DBD variations contributed little to the divergence of Rph1/Gis1, the most diverged C2H2 zinc finger paralogs. We noted, however, that Rph1 gained residual access to Gis1-binding sites upon GIS1 deletion or DBD-swapping (Figure 9A and B). Further, Rph1-exclusive targets contained a specific variant of the common Gis1/Rph1 motif, lacking from Gis1-binding sites (Figure 9C and D). Phylogenetic analysis revealed two sequence variations between the paralogs: first, Gis1 has lost a conserved demethylase activity (Klose et al., 2006), an event that occurred quite soon following WGD. Second, Rph1’s DBD experienced a more recent (minor) variation altering a conserved residue (Figure 9E and Figure 9—figure supplement 1). Together, this suggests the following evolutionary scenario: first, a loss of demethylase activity allowed Gis1 to specialize toward a subset of (weaker) ancestral targets and acquire new binding sites, through a primarily DBD-independent evolution. Second, mutations within Rph1’s DBD prevented its binding to Gis1-specialized sites, thereby reducing paralog interference (Figure 9E).
Extending the analysis to other diverging paralogs pointed at additional cases which might conform to this same design whereby limited binding competition resolved residual paralog interference (Figure 9F and Figure 9—figure supplement 1). Together, these results suggest a common path, whereby DBD-independent divergence is complemented by asymmetric competition, limiting residual paralog interference.
Discussion
The binding of TFs at individual regulatory regions can vary through mutations that alter the DNA sequence or mutations that change TF-binding preferences. While promoter mutations are gene specific, changes in TF-binding preferences will affect multiple genes, and are therefore less likely to occur (Teichmann and Babu, 2004; Hsia and McGinnis, 2003; Carroll, 2005). TF duplication, which generates two redundant copies and relaxes selection, may provide an easy route for the evolution of binding preferences. The evolutionary paths through which binding preferences of TF paralogs diverge may therefore hold the key to understanding the principles that guide TF-binding site selection across the genome.
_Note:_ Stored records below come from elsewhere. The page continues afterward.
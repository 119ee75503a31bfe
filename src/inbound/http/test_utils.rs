//! Test helpers for inbound HTTP components.

use std::sync::Arc;

use actix_session::{SessionMiddleware, storage::CookieSessionStore};
use actix_web::cookie::{Cookie, Key};
use actix_web::{App, HttpResponse, test, web};

use crate::domain::SellerRef;
use crate::inbound::http;
use crate::inbound::http::session::SessionContext;
use crate::outbound::persistence::memory::InMemoryListingRepository;
use crate::server::build_state_with_repository;

/// Build a session middleware configured for tests.
///
/// Generates a fresh signing key per invocation and disables the `Secure`
/// flag so plain-HTTP test requests carry the cookie.
pub fn test_session_middleware() -> SessionMiddleware<CookieSessionStore> {
    SessionMiddleware::builder(CookieSessionStore::default(), Key::generate())
        .cookie_name("session".to_owned())
        .cookie_secure(false)
        .build()
}

/// Application with both adapters, session middleware, and a login shortcut
/// that plays the part of the external identity layer.
pub fn test_app(
    repository: Arc<InMemoryListingRepository>,
) -> App<
    impl actix_web::dev::ServiceFactory<
        actix_web::dev::ServiceRequest,
        Config = (),
        Response = actix_web::dev::ServiceResponse,
        Error = actix_web::Error,
        InitError = (),
    >,
> {
    App::new()
        .app_data(web::Data::new(build_state_with_repository(repository)))
        .wrap(test_session_middleware())
        .route(
            "/__login",
            web::post().to(
                |session: SessionContext, user: web::Json<SellerRef>| async move {
                    session.persist_user(&user)?;
                    Ok::<_, crate::domain::Error>(HttpResponse::Ok())
                },
            ),
        )
        .configure(http::configure)
}

/// Log the given user into a fresh session and return the cookie.
pub async fn login_as(
    app: &impl actix_web::dev::Service<
        actix_http::Request,
        Response = actix_web::dev::ServiceResponse,
        Error = actix_web::Error,
    >,
    user: &SellerRef,
) -> Cookie<'static> {
    let res = test::call_service(
        app,
        test::TestRequest::post()
            .uri("/__login")
            .set_json(user)
            .to_request(),
    )
    .await;
    assert!(res.status().is_success());
    res.response()
        .cookies()
        .find(|cookie| cookie.name() == "session")
        .expect("session cookie")
        .into_owned()
}
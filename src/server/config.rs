//! Environment-driven server configuration.

use std::env;
use std::net::SocketAddr;

use actix_web::cookie::Key;
use tracing::warn;

/// Configuration for creating the HTTP server.
#[derive(Clone)]
pub struct ServerConfig {
    pub bind_addr: SocketAddr,
    /// When absent, the server falls back to the in-memory entity store.
    pub database_url: Option<String>,
    pub pool_max_size: u32,
    pub session_key: Key,
    pub cookie_secure: bool,
}

impl ServerConfig {
    /// Read configuration from the environment.
    ///
    /// The session signing key is read from `SESSION_KEY_FILE`; outside
    /// release builds, or with `SESSION_ALLOW_EPHEMERAL=1`, a generated key
    /// is accepted so local development needs no secret provisioning.
    pub fn from_env() -> std::io::Result<Self> {
        let bind_addr = env::var("BIND_ADDR")
            .unwrap_or_else(|_| "0.0.0.0:8080".into())
            .parse()
            .map_err(std::io::Error::other)?;

        let database_url = env::var("DATABASE_URL").ok();

        let pool_max_size = env::var("DB_POOL_MAX_SIZE")
            .ok()
            .and_then(|raw| raw.parse().ok())
            .unwrap_or(10);

        let key_path =
            env::var("SESSION_KEY_FILE").unwrap_or_else(|_| "/var/run/secrets/session_key".into());
        let session_key = match std::fs::read(&key_path) {
            Ok(bytes) => Key::try_from(bytes.as_slice()).map_err(|e| {
                std::io::Error::other(format!("invalid session key at {key_path}: {e}"))
            })?,
            Err(e) => {
                let allow_dev = env::var("SESSION_ALLOW_EPHEMERAL").ok().as_deref() == Some("1");
                if cfg!(debug_assertions) || allow_dev {
                    warn!(path = %key_path, error = %e, "using temporary session key (dev only)");
                    Key::generate()
                } else {
                    return Err(std::io::Error::other(format!(
                        "failed to read session key at {key_path}: {e}"
                    )));
                }
            }
        };

        let cookie_secure = env::var("SESSION_COOKIE_SECURE")
            .map(|v| v != "0")
            .unwrap_or(true);

        Ok(Self {
            bind_addr,
            database_url,
            pool_max_size,
            session_key,
            cookie_secure,
        })
    }
}
//! Listing domain services.
//!
//! The single authority for listing invariants: price validity, seller
//! immutability, and the ownership rule on mutation. Adapters never touch
//! the repository directly.

use std::sync::Arc;

use async_trait::async_trait;
use chrono::Utc;
use serde_json::json;
use tracing::info;
use uuid::Uuid;

use crate::domain::ports::{
    CreateListingRequest, ListingRepository, ListingRepositoryError, ListingsCommand,
    ListingsQuery, UpdateListingRequest,
};
use crate::domain::{Actor, Error, Listing, ListingChanges, ListingDraft, Price, PriceError};

fn map_repository_error(error: ListingRepositoryError) -> Error {
    match error {
        ListingRepositoryError::Connection { message } => {
            Error::service_unavailable(format!("listing repository unavailable: {message}"))
        }
        ListingRepositoryError::Query { message } => {
            Error::internal(format!("listing repository error: {message}"))
        }
    }
}

fn map_price_error(error: PriceError) -> Error {
    Error::invalid_price(error.to_string()).with_details(json!({ "field": "price" }))
}

/// Read-side service over the listing repository.
#[derive(Clone)]
pub struct ListingQueryService<R> {
    repository: Arc<R>,
}

impl<R> ListingQueryService<R> {
    /// Create a new query service with the listing repository.
    pub fn new(repository: Arc<R>) -> Self {
        Self { repository }
    }
}

#[async_trait]
impl<R> ListingsQuery for ListingQueryService<R>
where
    R: ListingRepository,
{
    async fn list_active(&self) -> Result<Vec<Listing>, Error> {
        self.repository
            .list_active()
            .await
            .map_err(map_repository_error)
    }

    async fn get_by_id(&self, listing_id: Uuid) -> Result<Option<Listing>, Error> {
        self.repository
            .find_by_id(listing_id)
            .await
            .map_err(map_repository_error)
    }
}

/// Write-side service enforcing authentication and ownership.
#[derive(Clone)]
pub struct ListingCommandService<R> {
    repository: Arc<R>,
}

impl<R> ListingCommandService<R> {
    /// Create a new command service with the listing repository.
    pub fn new(repository: Arc<R>) -> Self {
        Self { repository }
    }
}

impl<R> ListingCommandService<R>
where
    R: ListingRepository,
{
    /// Load a listing and verify the actor owns it.
    async fn load_owned(&self, actor: &Actor, listing_id: Uuid) -> Result<Listing, Error> {
        let user = actor.require_user()?;
        let listing = self
            .repository
            .find_by_id(listing_id)
            .await
            .map_err(map_repository_error)?
            .ok_or_else(|| Error::not_found(format!("listing {listing_id} not found")))?;
        if listing.seller().id != user.id {
            return Err(Error::forbidden(
                "You are not authorized to modify this listing.",
            ));
        }
        Ok(listing)
    }
}

#[async_trait]
impl<R> ListingsCommand for ListingCommandService<R>
where
    R: ListingRepository,
{
    async fn create(
        &self,
        actor: &Actor,
        request: CreateListingRequest,
    ) -> Result<Listing, Error> {
        let user = actor.require_user()?;
        let price = Price::parse(&request.price).map_err(map_price_error)?;

        let listing = Listing::new(ListingDraft {
            id: Uuid::new_v4(),
            title: request.title,
            description: request.description,
            price,
            seller: user.clone(),
            created_at: Utc::now(),
            is_active: true,
        });

        self.repository
            .insert(&listing)
            .await
            .map_err(map_repository_error)?;

        info!(listing_id = %listing.id(), seller = %user.id, "listing created");
        Ok(listing)
    }

    async fn update(
        &self,
        actor: &Actor,
        listing_id: Uuid,
        request: UpdateListingRequest,
    ) -> Result<Listing, Error> {
        let mut listing = self.load_owned(actor, listing_id).await?;

        let price = request
            .price
            .as_deref()
            .map(Price::parse)
            .transpose()
            .map_err(map_price_error)?;

        listing.apply(ListingChanges {
            title: request.title,
            description: request.description,
            price,
        });

        // Last-write-wins on concurrent updates; no version check.
        self.repository
            .update(&listing)
            .await
            .map_err(map_repository_error)?;

        info!(listing_id = %listing.id(), "listing updated");
        Ok(listing)
    }

    async fn delete(&self, actor: &Actor, listing_id: Uuid) -> Result<(), Error> {
        let listing = self.load_owned(actor, listing_id).await?;

        // Hard delete: the record is removed outright, not soft-deactivated.
        self.repository
            .delete(listing.id())
            .await
            .map_err(map_repository_error)?;

        info!(listing_id = %listing.id(), "listing deleted");
        Ok(())
    }
}

#[cfg(test)]
#[path = "listing_service_tests.rs"]
mod tests;
//! Tests for the listings JSON API adapter.

use std::sync::Arc;

use actix_web::http::StatusCode;
use actix_web::test as actix_test;
use chrono::{TimeZone, Utc};
use serde_json::{Value, json};
use uuid::Uuid;

use super::*;
use crate::domain::{ListingDraft, Price, SellerRef, UserId};
use crate::inbound::http::test_utils::{login_as, test_app};
use crate::outbound::persistence::memory::InMemoryListingRepository;

fn alice() -> SellerRef {
    SellerRef {
        id: UserId::from_uuid(Uuid::new_v4()),
        email: Some("alice@example.com".into()),
    }
}

fn bob() -> SellerRef {
    SellerRef {
        id: UserId::from_uuid(Uuid::new_v4()),
        email: Some("bob@example.com".into()),
    }
}

fn seeded_listing(seller: &SellerRef, title: &str, active: bool, day: u32) -> Listing {
    Listing::new(ListingDraft {
        id: Uuid::new_v4(),
        title: title.into(),
        description: "Wooden".into(),
        price: Price::parse("49.99").expect("valid price"),
        seller: seller.clone(),
        created_at: Utc.with_ymd_and_hms(2024, 5, day, 12, 0, 0).single().expect("ts"),
        is_active: active,
    })
}

async fn read_json(response: actix_web::dev::ServiceResponse) -> Value {
    let body = actix_test::read_body(response).await;
    serde_json::from_slice(&body).expect("json body")
}

#[actix_web::test]
async fn list_returns_active_listings_newest_first() {
    let repo = Arc::new(InMemoryListingRepository::new());
    let seller = alice();
    repo.seed([
        seeded_listing(&seller, "Older", true, 1),
        seeded_listing(&seller, "Hidden", false, 2),
        seeded_listing(&seller, "Newer", true, 3),
    ]);
    let app = actix_test::init_service(test_app(repo)).await;

    let response = actix_test::call_service(
        &app,
        actix_test::TestRequest::get().uri("/api/listings").to_request(),
    )
    .await;
    assert_eq!(response.status(), StatusCode::OK);
    let value = read_json(response).await;
    let titles: Vec<&str> = value
        .as_array()
        .expect("array body")
        .iter()
        .map(|item| item.get("title").and_then(Value::as_str).expect("title"))
        .collect();
    assert_eq!(titles, vec!["Newer", "Older"]);
}

#[actix_web::test]
async fn list_serializes_the_full_representation() {
    let repo = Arc::new(InMemoryListingRepository::new());
    let seller = alice();
    repo.seed([seeded_listing(&seller, "Desk", true, 1)]);
    let app = actix_test::init_service(test_app(repo)).await;

    let response = actix_test::call_service(
        &app,
        actix_test::TestRequest::get().uri("/api/listings").to_request(),
    )
    .await;
    let value = read_json(response).await;
    let item = value.get(0).expect("one listing");
    assert_eq!(item.get("title").and_then(Value::as_str), Some("Desk"));
    assert_eq!(item.get("price").and_then(Value::as_str), Some("49.99"));
    assert_eq!(
        item.get("seller_id").and_then(Value::as_str),
        Some(seller.id.to_string().as_str())
    );
    assert_eq!(
        item.get("seller_email").and_then(Value::as_str),
        Some("alice@example.com")
    );
    assert!(
        item.get("created_at")
            .and_then(Value::as_str)
            .expect("created_at")
            .starts_with("2024-05-01T12:00:00")
    );
}

#[actix_web::test]
async fn create_requires_authentication() {
    let repo = Arc::new(InMemoryListingRepository::new());
    let app = actix_test::init_service(test_app(repo)).await;

    let response = actix_test::call_service(
        &app,
        actix_test::TestRequest::post()
            .uri("/api/listings")
            .set_json(json!({ "title": "Desk", "description": "Wooden", "price": "49.99" }))
            .to_request(),
    )
    .await;
    assert_eq!(response.status(), StatusCode::UNAUTHORIZED);
    let value = read_json(response).await;
    assert_eq!(
        value.get("code").and_then(Value::as_str),
        Some("unauthorized")
    );
}

#[actix_web::test]
async fn create_returns_created_listing() {
    let repo = Arc::new(InMemoryListingRepository::new());
    let app = actix_test::init_service(test_app(repo)).await;
    let seller = alice();
    let cookie = login_as(&app, &seller).await;

    let response = actix_test::call_service(
        &app,
        actix_test::TestRequest::post()
            .uri("/api/listings")
            .cookie(cookie)
            .set_json(json!({ "title": "Desk", "description": "Wooden", "price": "49.99" }))
            .to_request(),
    )
    .await;
    assert_eq!(response.status(), StatusCode::CREATED);
    let value = read_json(response).await;
    assert_eq!(value.get("title").and_then(Value::as_str), Some("Desk"));
    assert_eq!(
        value.get("seller_id").and_then(Value::as_str),
        Some(seller.id.to_string().as_str())
    );
}

#[actix_web::test]
async fn create_with_zero_price_is_rejected_and_not_persisted() {
    let repo = Arc::new(InMemoryListingRepository::new());
    let app = actix_test::init_service(test_app(repo)).await;
    let cookie = login_as(&app, &alice()).await;

    let response = actix_test::call_service(
        &app,
        actix_test::TestRequest::post()
            .uri("/api/listings")
            .cookie(cookie)
            .set_json(json!({ "title": "Desk", "description": "Wooden", "price": "0.00" }))
            .to_request(),
    )
    .await;
    assert_eq!(response.status(), StatusCode::BAD_REQUEST);
    let value = read_json(response).await;
    assert_eq!(
        value.get("code").and_then(Value::as_str),
        Some("invalid_price")
    );

    let list = actix_test::call_service(
        &app,
        actix_test::TestRequest::get().uri("/api/listings").to_request(),
    )
    .await;
    let listings = read_json(list).await;
    assert_eq!(listings.as_array().map(Vec::len), Some(0));
}

#[actix_web::test]
async fn create_with_missing_fields_is_a_structured_bad_request() {
    let repo = Arc::new(InMemoryListingRepository::new());
    let app = actix_test::init_service(test_app(repo)).await;
    let cookie = login_as(&app, &alice()).await;

    let response = actix_test::call_service(
        &app,
        actix_test::TestRequest::post()
            .uri("/api/listings")
            .cookie(cookie)
            .set_json(json!({ "title": "Desk" }))
            .to_request(),
    )
    .await;
    assert_eq!(response.status(), StatusCode::BAD_REQUEST);
    let value = read_json(response).await;
    assert_eq!(
        value.get("code").and_then(Value::as_str),
        Some("invalid_request")
    );
}

#[actix_web::test]
async fn update_with_wrongly_typed_field_is_a_structured_bad_request() {
    let repo = Arc::new(InMemoryListingRepository::new());
    let seller = alice();
    let listing = seeded_listing(&seller, "Desk", true, 1);
    let listing_id = listing.id();
    repo.seed([listing]);
    let app = actix_test::init_service(test_app(repo)).await;
    let cookie = login_as(&app, &seller).await;

    let response = actix_test::call_service(
        &app,
        actix_test::TestRequest::put()
            .uri(&format!("/api/listings/{listing_id}"))
            .cookie(cookie)
            .set_json(json!({ "price": 49.99 }))
            .to_request(),
    )
    .await;
    assert_eq!(response.status(), StatusCode::BAD_REQUEST);
    let value = read_json(response).await;
    assert_eq!(
        value.get("code").and_then(Value::as_str),
        Some("invalid_request")
    );
}

#[actix_web::test]
async fn get_missing_listing_is_not_found() {
    let repo = Arc::new(InMemoryListingRepository::new());
    let app = actix_test::init_service(test_app(repo)).await;

    let response = actix_test::call_service(
        &app,
        actix_test::TestRequest::get()
            .uri(&format!("/api/listings/{}", Uuid::new_v4()))
            .to_request(),
    )
    .await;
    assert_eq!(response.status(), StatusCode::NOT_FOUND);
    let value = read_json(response).await;
    assert_eq!(value.get("code").and_then(Value::as_str), Some("not_found"));
}

#[actix_web::test]
async fn update_by_non_seller_is_forbidden_and_unapplied() {
    let repo = Arc::new(InMemoryListingRepository::new());
    let seller = alice();
    let listing = seeded_listing(&seller, "Desk", true, 1);
    let listing_id = listing.id();
    repo.seed([listing]);
    let app = actix_test::init_service(test_app(repo)).await;
    let cookie = login_as(&app, &bob()).await;

    let response = actix_test::call_service(
        &app,
        actix_test::TestRequest::put()
            .uri(&format!("/api/listings/{listing_id}"))
            .cookie(cookie)
            .set_json(json!({ "title": "Hacked" }))
            .to_request(),
    )
    .await;
    assert_eq!(response.status(), StatusCode::FORBIDDEN);

    let detail = actix_test::call_service(
        &app,
        actix_test::TestRequest::get()
            .uri(&format!("/api/listings/{listing_id}"))
            .to_request(),
    )
    .await;
    let value = read_json(detail).await;
    assert_eq!(value.get("title").and_then(Value::as_str), Some("Desk"));
}

#[actix_web::test]
async fn update_applies_only_supplied_fields() {
    let repo = Arc::new(InMemoryListingRepository::new());
    let seller = alice();
    let listing = seeded_listing(&seller, "Desk", true, 1);
    let listing_id = listing.id();
    repo.seed([listing]);
    let app = actix_test::init_service(test_app(repo)).await;
    let cookie = login_as(&app, &seller).await;

    let response = actix_test::call_service(
        &app,
        actix_test::TestRequest::put()
            .uri(&format!("/api/listings/{listing_id}"))
            .cookie(cookie)
            .set_json(json!({ "title": "Standing desk" }))
            .to_request(),
    )
    .await;
    assert_eq!(response.status(), StatusCode::OK);
    let value = read_json(response).await;
    assert_eq!(
        value.get("title").and_then(Value::as_str),
        Some("Standing desk")
    );
    assert_eq!(
        value.get("description").and_then(Value::as_str),
        Some("Wooden")
    );
    assert_eq!(value.get("price").and_then(Value::as_str), Some("49.99"));
}

#[actix_web::test]
async fn update_with_invalid_price_is_bad_request() {
    let repo = Arc::new(InMemoryListingRepository::new());
    let seller = alice();
    let listing = seeded_listing(&seller, "Desk", true, 1);
    let listing_id = listing.id();
    repo.seed([listing]);
    let app = actix_test::init_service(test_app(repo)).await;
    let cookie = login_as(&app, &seller).await;

    let response = actix_test::call_service(
        &app,
        actix_test::TestRequest::put()
            .uri(&format!("/api/listings/{listing_id}"))
            .cookie(cookie)
            .set_json(json!({ "price": "-10" }))
            .to_request(),
    )
    .await;
    assert_eq!(response.status(), StatusCode::BAD_REQUEST);
    let value = read_json(response).await;
    assert_eq!(
        value.get("code").and_then(Value::as_str),
        Some("invalid_price")
    );
}

#[actix_web::test]
async fn delete_removes_the_listing() {
    let repo = Arc::new(InMemoryListingRepository::new());
    let seller = alice();
    let listing = seeded_listing(&seller, "Desk", true, 1);
    let listing_id = listing.id();
    repo.seed([listing]);
    let app = actix_test::init_service(test_app(repo)).await;
    let cookie = login_as(&app, &seller).await;

    let response = actix_test::call_service(
        &app,
        actix_test::TestRequest::delete()
            .uri(&format!("/api/listings/{listing_id}"))
            .cookie(cookie)
            .to_request(),
    )
    .await;
    assert_eq!(response.status(), StatusCode::NO_CONTENT);

    let detail = actix_test::call_service(
        &app,
        actix_test::TestRequest::get()
            .uri(&format!("/api/listings/{listing_id}"))
            .to_request(),
    )
    .await;
    assert_eq!(detail.status(), StatusCode::NOT_FOUND);
}

#[actix_web::test]
async fn delete_by_anonymous_caller_is_unauthorized() {
    let repo = Arc::new(InMemoryListingRepository::new());
    let seller = alice();
    let listing = seeded_listing(&seller, "Desk", true, 1);
    let listing_id = listing.id();
    repo.seed([listing]);
    let app = actix_test::init_service(test_app(repo)).await;

    let response = actix_test::call_service(
        &app,
        actix_test::TestRequest::delete()
            .uri(&format!("/api/listings/{listing_id}"))
            .to_request(),
    )
    .await;
    assert_eq!(response.status(), StatusCode::UNAUTHORIZED);
}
Studying a comprehensive set of WGD-retained TF paralogs, we found that the majority of pairs still share a large fraction of overlapping targets. In fact, even diverged paralogs still localized to common targets, although at different relative strengths. This gradual divergence was not explained by variations in the DBDs. In particular, we presented evidence that, with the exception of the zinc cluster family, variations within the DBD contributed little to binding divergence. DBD preferences may play a minor role in setting promoter-binding preferences but be primarily important for stabilizing binding within selected promoters. Further, cooperation and competition act to adjust binding profiles and limit paralog interference but, with few exceptions, are not the major factors guiding divergence. In this context, gradual, and promoter-specific divergence is harder to explain within models in which TF-binding specificity depends on a single DNA-binding motif or a single recruiting factor. In the case of a single recruiting factor, for example, we would expect an ‘all-or-none’ behavior that is common to a subset of genes. The gradual, gene-specific divergence we observe may be more naturally explained in models where binding depends on multiple specificity determinants within the TF, which recognize a corresponding multiplicity of features within the promoter. The existence of such multiplicity would allow to tune more readily TF binding at the level of individual promoters. We recently described one such paradigm in the context of the Msn2 and Yap1 TFs, whose promoter-binding depends on the cumulative contribution of a large number of specificity determinants distributed throughout their long (>500 amino acids) intrinsically disordered regions (Jana et al., 2021; Brodsky et al., 2020; Brodsky et al., 2021).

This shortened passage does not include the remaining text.